M.V. African American Film Festival may be online this year, but the films still share messages that resonate.

Like many events these days, the Run & Shoot Filmworks’ Martha’s Vineyard African American Film Festival (MVAAFF) will be taking place virtually this year, but everything you’ve come to expect from the annual festival — screenings, panel discussions, and more — will be available online. So even if you’re back home after your Vineyard visit, or if you’ve never been able to attend before, you can watch all of the programming from the comfort of your home.

All of the festival’s events will actually be happening live at a dance studio in Denver and streamed through Facebook, and organizers anticipate that more people than ever will be able to enjoy the festival.

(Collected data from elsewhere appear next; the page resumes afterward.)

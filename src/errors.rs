//! Unified error handling.
//!
//! A `thiserror`-based model with:
//!   * Typed variants for each failure domain of a run
//!   * A categorization layer (`ErrorCategory`) used by the summary output
//!   * Helper constructors
//!   * `From` conversions for common lower-level errors
//!
//! Only configuration, authentication and mailbox connection failures end a
//! run. Everything else (a single message, a single part, a single link, a
//! single report file) is caught where it happens and recorded as an outcome.
//!
//! Usage:
//!   use unsubscriber::errors::{Result, UnsubscriberError};
//!
//!   fn do_something() -> Result<()> {
//!       Err(UnsubscriberError::Configuration { message: "EMAIL is not set".into() })
//!   }
//!
//! NOTE: Variants that wrap external errors retain sources to preserve backtraces
//!       (when RUST_BACKTRACE=1).

use std::io;

use thiserror::Error;

/// High-level classification for reporting.
#[derive(Debug, Clone, Copy, PartialEq, Eq)]
pub enum ErrorCategory {
    Config,
    Auth,
    Transport,
    Parse,
    Io,
    Internal,
}

impl std::fmt::Display for ErrorCategory {
    fn fmt(&self, f: &mut std::fmt::Formatter<'_>) -> std::fmt::Result {
        let s = match self {
            ErrorCategory::Config => "config",
            ErrorCategory::Auth => "auth",
            ErrorCategory::Transport => "transport",
            ErrorCategory::Parse => "parse",
            ErrorCategory::Io => "io",
            ErrorCategory::Internal => "internal",
        };
        f.write_str(s)
    }
}

/// Primary application error type.
#[derive(Error, Debug)]
pub enum UnsubscriberError {
    // ----------------------------- Configuration ----------------------------
    #[error("Configuration error: {message}")]
    Configuration { message: String },

    // ---------------------------- Authentication ----------------------------
    #[error("{}", auth_message(.account, .reason, .app_password_required))]
    Authentication {
        account: String,
        reason: String,
        app_password_required: bool,
    },

    // ------------------------------ Transport -------------------------------
    #[error("Mailbox {operation} failed for '{target}': {source}")]
    MailTransport {
        operation: String,
        target: String,
        #[source]
        source: Box<dyn std::error::Error + Send + Sync>,
    },

    // ---------------------------- Parsing -----------------------------------
    #[error("Failed to parse message {message_id}: {reason}")]
    MessageParse { message_id: u32, reason: String },

    #[error("Failed to decode part {part} of message {message_id}: {reason}")]
    PartDecode {
        message_id: u32,
        part: usize,
        reason: String,
    },

    // ----------------------------- I/O / FS ---------------------------------
    #[error("I/O error during {operation} on {path}: {source}")]
    Io {
        path: String,
        operation: String,
        #[source]
        source: io::Error,
    },

    #[error("Failed to write table {path}: {source}")]
    Csv {
        path: String,
        #[source]
        source: csv::Error,
    },

    // ---------------------------- Internal ----------------------------------
    #[error("Internal error: {message}")]
    Internal {
        message: String,
        #[source]
        source: Option<Box<dyn std::error::Error + Send + Sync>>,
    },
}

fn auth_message(account: &str, reason: &str, app_password_required: &bool) -> String {
    if *app_password_required {
        format!("Mailbox for {account} requires an application-specific password: {reason}")
    } else {
        format!("Authentication failed for {account}: {reason}")
    }
}

impl UnsubscriberError {
    /// Categorize the error for structured output.
    pub fn category(&self) -> ErrorCategory {
        use UnsubscriberError::*;
        match self {
            Configuration { .. } => ErrorCategory::Config,
            Authentication { .. } => ErrorCategory::Auth,
            MailTransport { .. } => ErrorCategory::Transport,
            MessageParse { .. } | PartDecode { .. } => ErrorCategory::Parse,
            Io { .. } | Csv { .. } => ErrorCategory::Io,
            Internal { .. } => ErrorCategory::Internal,
        }
    }

    /// Whether this error ends the run rather than a single unit of work.
    pub fn is_fatal(&self) -> bool {
        matches!(
            self.category(),
            ErrorCategory::Config | ErrorCategory::Auth | ErrorCategory::Transport
        )
    }

    // ---------------------------- Constructors -----------------------------

    pub fn configuration(message: impl Into<String>) -> Self {
        Self::Configuration {
            message: message.into(),
        }
    }

    pub fn authentication(
        account: impl Into<String>,
        reason: impl Into<String>,
        app_password_required: bool,
    ) -> Self {
        Self::Authentication {
            account: account.into(),
            reason: reason.into(),
            app_password_required,
        }
    }

    pub fn transport(
        operation: impl Into<String>,
        target: impl Into<String>,
        source: impl Into<Box<dyn std::error::Error + Send + Sync>>,
    ) -> Self {
        Self::MailTransport {
            operation: operation.into(),
            target: target.into(),
            source: source.into(),
        }
    }

    pub fn message_parse(message_id: u32, reason: impl Into<String>) -> Self {
        Self::MessageParse {
            message_id,
            reason: reason.into(),
        }
    }

    pub fn part_decode(message_id: u32, part: usize, reason: impl Into<String>) -> Self {
        Self::PartDecode {
            message_id,
            part,
            reason: reason.into(),
        }
    }

    pub fn io(path: impl Into<String>, operation: impl Into<String>, source: io::Error) -> Self {
        Self::Io {
            path: path.into(),
            operation: operation.into(),
            source,
        }
    }

    pub fn csv(path: impl Into<String>, source: csv::Error) -> Self {
        Self::Csv {
            path: path.into(),
            source,
        }
    }

    pub fn internal(message: impl Into<String>) -> Self {
        Self::Internal {
            message: message.into(),
            source: None,
        }
    }

    pub fn internal_with(
        message: impl Into<String>,
        source: impl Into<Box<dyn std::error::Error + Send + Sync>>,
    ) -> Self {
        Self::Internal {
            message: message.into(),
            source: Some(source.into()),
        }
    }
}

/// Public result alias.
pub type Result<T> = std::result::Result<T, UnsubscriberError>;

/// Map standard IO errors into `Io` variant (generic context).
impl From<io::Error> for UnsubscriberError {
    fn from(e: io::Error) -> Self {
        UnsubscriberError::Io {
            path: "<unknown>".into(),
            operation: "unspecified".into(),
            source: e,
        }
    }
}

impl From<crate::config::ConfigError> for UnsubscriberError {
    fn from(e: crate::config::ConfigError) -> Self {
        UnsubscriberError::Configuration {
            message: e.to_string(),
        }
    }
}

/// Extension trait for enriching IO results with path + operation context.
pub trait IoResultExt<T> {
    fn with_path(self, path: impl Into<String>, operation: impl Into<String>) -> Result<T>;
}

impl<T> IoResultExt<T> for std::result::Result<T, io::Error> {
    fn with_path(self, path: impl Into<String>, operation: impl Into<String>) -> Result<T> {
        self.map_err(|e| UnsubscriberError::io(path.into(), operation.into(), e))
    }
}
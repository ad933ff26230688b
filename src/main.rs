use unsubscriber::app::App;
use unsubscriber::cli::Cli;
use unsubscriber::logging;
use unsubscriber::styled_output::StyledFormatter;

#[tokio::main]
async fn main() {
    // .env must be loaded before clap reads env-backed flags
    let _ = dotenvy::dotenv();

    let cli = Cli::from_args();
    logging::init(
        cli.verbose,
        !cli.no_color && StyledFormatter::should_use_colors(),
    );

    match App::run(&cli).await {
        Ok(code) => std::process::exit(code),
        Err(e) => {
            if cli.error_enabled() {
                eprintln!("Error: {e}");
            }
            std::process::exit(1);
        }
    }
}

Highlights from the 2020 festival include a screening of “John Lewis: Good Trouble” followed by a discussion with director Dawn Porter, an HBO MAX screening experience featuring a prerecorded panel conversation in support of “Charm City Kings,” produced by Will Smith and Jada Pinkett Smith, and starring Meek Mills, and “(In)Visible Portraits,” a feature documentary that shatters the too-often-invisible “otherizing” of women who identify as African American. Other feature-length films of note include “The Sit-In: Harry Belafonte Hosts the Tonight Show” and two Christmas-themed narrative films. The lineup will feature both documentaries and feature films.

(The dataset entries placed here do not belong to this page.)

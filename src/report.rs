//! Report artifacts written after grouping.
//!
//! - `unsubscribe_links.txt`: one representative URL per line, no trailing
//!   newline.
//! - `unsubscribe_services.csv`: `;`-delimited, UTF-8 with a byte order mark
//!   so spreadsheet tools keep non-ASCII company names intact.
//!
//! The two files are written independently; a failure on one is logged and
//! reported without preventing the other.

use std::fs::{self, File};
use std::io::{BufWriter, Write};
use std::path::{Path, PathBuf};

use serde::{Deserialize, Serialize};
use tracing::{error, info};

use crate::errors::{IoResultExt, Result, UnsubscriberError};
use crate::services::{ServiceEntry, ServiceMap};

pub const LINKS_FILE: &str = "unsubscribe_links.txt";
pub const SERVICES_FILE: &str = "unsubscribe_services.csv";

const UTF8_BOM: &[u8] = b"\xEF\xBB\xBF";
const DELIMITER: u8 = b';';

/// One row of the services table.
#[derive(Debug, Clone, PartialEq, Eq, Serialize, Deserialize)]
pub struct ServiceRow {
    pub company: String,
    pub domain: String,
    pub url: String,
    pub emails_found: usize,
}

impl From<&ServiceEntry> for ServiceRow {
    fn from(entry: &ServiceEntry) -> Self {
        Self {
            company: entry.display_name.clone(),
            domain: entry.domain.clone(),
            url: entry.representative_url.clone(),
            emails_found: entry.occurrence_count,
        }
    }
}

/// Result of writing one artifact.
#[derive(Debug, Clone, PartialEq, Eq, Serialize)]
#[serde(tag = "status", rename_all = "snake_case")]
pub enum ArtifactStatus {
    Written { path: PathBuf, rows: usize },
    Failed { path: PathBuf, reason: String },
}

impl ArtifactStatus {
    pub fn is_written(&self) -> bool {
        matches!(self, ArtifactStatus::Written { .. })
    }

    pub fn path(&self) -> &Path {
        match self {
            ArtifactStatus::Written { path, .. } | ArtifactStatus::Failed { path, .. } => path,
        }
    }
}

#[derive(Debug, Clone, PartialEq, Eq, Serialize)]
#[serde(tag = "result", rename_all = "snake_case")]
pub enum SaveOutcome {
    NothingToSave,
    Saved {
        links: ArtifactStatus,
        services: ArtifactStatus,
    },
}

impl SaveOutcome {
    pub fn artifacts(&self) -> Vec<&ArtifactStatus> {
        match self {
            SaveOutcome::NothingToSave => Vec::new(),
            SaveOutcome::Saved { links, services } => vec![links, services],
        }
    }
}

/// Writes the link list and the services table into one directory.
#[derive(Debug, Clone)]
pub struct ReportWriter {
    dir: PathBuf,
}

impl ReportWriter {
    pub fn new(dir: impl Into<PathBuf>) -> Self {
        Self { dir: dir.into() }
    }

    pub fn links_path(&self) -> PathBuf {
        self.dir.join(LINKS_FILE)
    }

    pub fn services_path(&self) -> PathBuf {
        self.dir.join(SERVICES_FILE)
    }

    pub fn save(&self, services: &ServiceMap) -> SaveOutcome {
        if services.is_empty() {
            info!("No unsubscribe links found, nothing to save");
            return SaveOutcome::NothingToSave;
        }

        let links: Vec<&str> = services
            .entries()
            .map(|e| e.representative_url.as_str())
            .collect();
        let rows: Vec<ServiceRow> = services.entries().map(ServiceRow::from).collect();

        let links_path = self.links_path();
        let links = status_for(links_path.clone(), write_lines(&links_path, &links));

        let services_path = self.services_path();
        let services = status_for(services_path.clone(), write_table(&services_path, &rows));

        SaveOutcome::Saved { links, services }
    }
}

fn status_for(path: PathBuf, result: Result<usize>) -> ArtifactStatus {
    match result {
        Ok(rows) => {
            info!("Saved {} row(s) to {}", rows, path.display());
            ArtifactStatus::Written { path, rows }
        }
        Err(e) => {
            error!("Could not write {}: {}", path.display(), e);
            ArtifactStatus::Failed {
                path,
                reason: e.to_string(),
            }
        }
    }
}

/// Write `lines` joined by `\n`, without a trailing newline.
pub fn write_lines(path: &Path, lines: &[&str]) -> Result<usize> {
    let display = path.display().to_string();
    fs::write(path, lines.join("\n")).with_path(&display, "write")?;
    Ok(lines.len())
}

/// Write the services table with BOM, header and `;` delimiter.
pub fn write_table(path: &Path, rows: &[ServiceRow]) -> Result<usize> {
    let display = path.display().to_string();
    let file = File::create(path).with_path(&display, "create")?;
    let mut out = BufWriter::new(file);
    out.write_all(UTF8_BOM).with_path(&display, "write")?;

    let mut writer = csv::WriterBuilder::new()
        .delimiter(DELIMITER)
        .from_writer(out);
    for row in rows {
        writer
            .serialize(row)
            .map_err(|e| UnsubscriberError::csv(&display, e))?;
    }
    writer.flush().with_path(&display, "flush")?;
    Ok(rows.len())
}

/// Read a services table written by [`write_table`].
pub fn read_table(path: &Path) -> Result<Vec<ServiceRow>> {
    let display = path.display().to_string();
    let bytes = fs::read(path).with_path(&display, "read")?;
    let body = bytes.strip_prefix(UTF8_BOM).unwrap_or(&bytes);

    let mut reader = csv::ReaderBuilder::new()
        .delimiter(DELIMITER)
        .from_reader(body);
    reader
        .deserialize()
        .collect::<std::result::Result<Vec<ServiceRow>, _>>()
        .map_err(|e| UnsubscriberError::csv(&display, e))
}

Scheduled talks include a panel discussion titled “Ladies of the Fresh Prince of Bel-Air” — a conversation with Daphne Maxwell Reid and Karyn Parsons-Rockwell, who starred in the popular ’90s sitcom, and a presentation with award winners of an HBO film competition.

Among the numerous short films featured at the MVAAFF is one by Cintia Cabib that features a few scenes of Oak Bluffs from early in the last century. “Kindred Spirits: Artists Hilda Wilkinson Brown and Lillian Thomas Burwell” centers on the relationship between Brown, an acclaimed African American artist and educator active during the 1930s and ’40s, whose work is included in the collections of the Smithsonian and the Metropolitan Museum, and her niece, Burwell, a successful painter and sculpture who, at 93 years old, provides the narrative for the film. The documentary also focuses on communities like Oak Bluffs, which attracted affluent African Americans at a time when beaches across America were often restricted to whites only.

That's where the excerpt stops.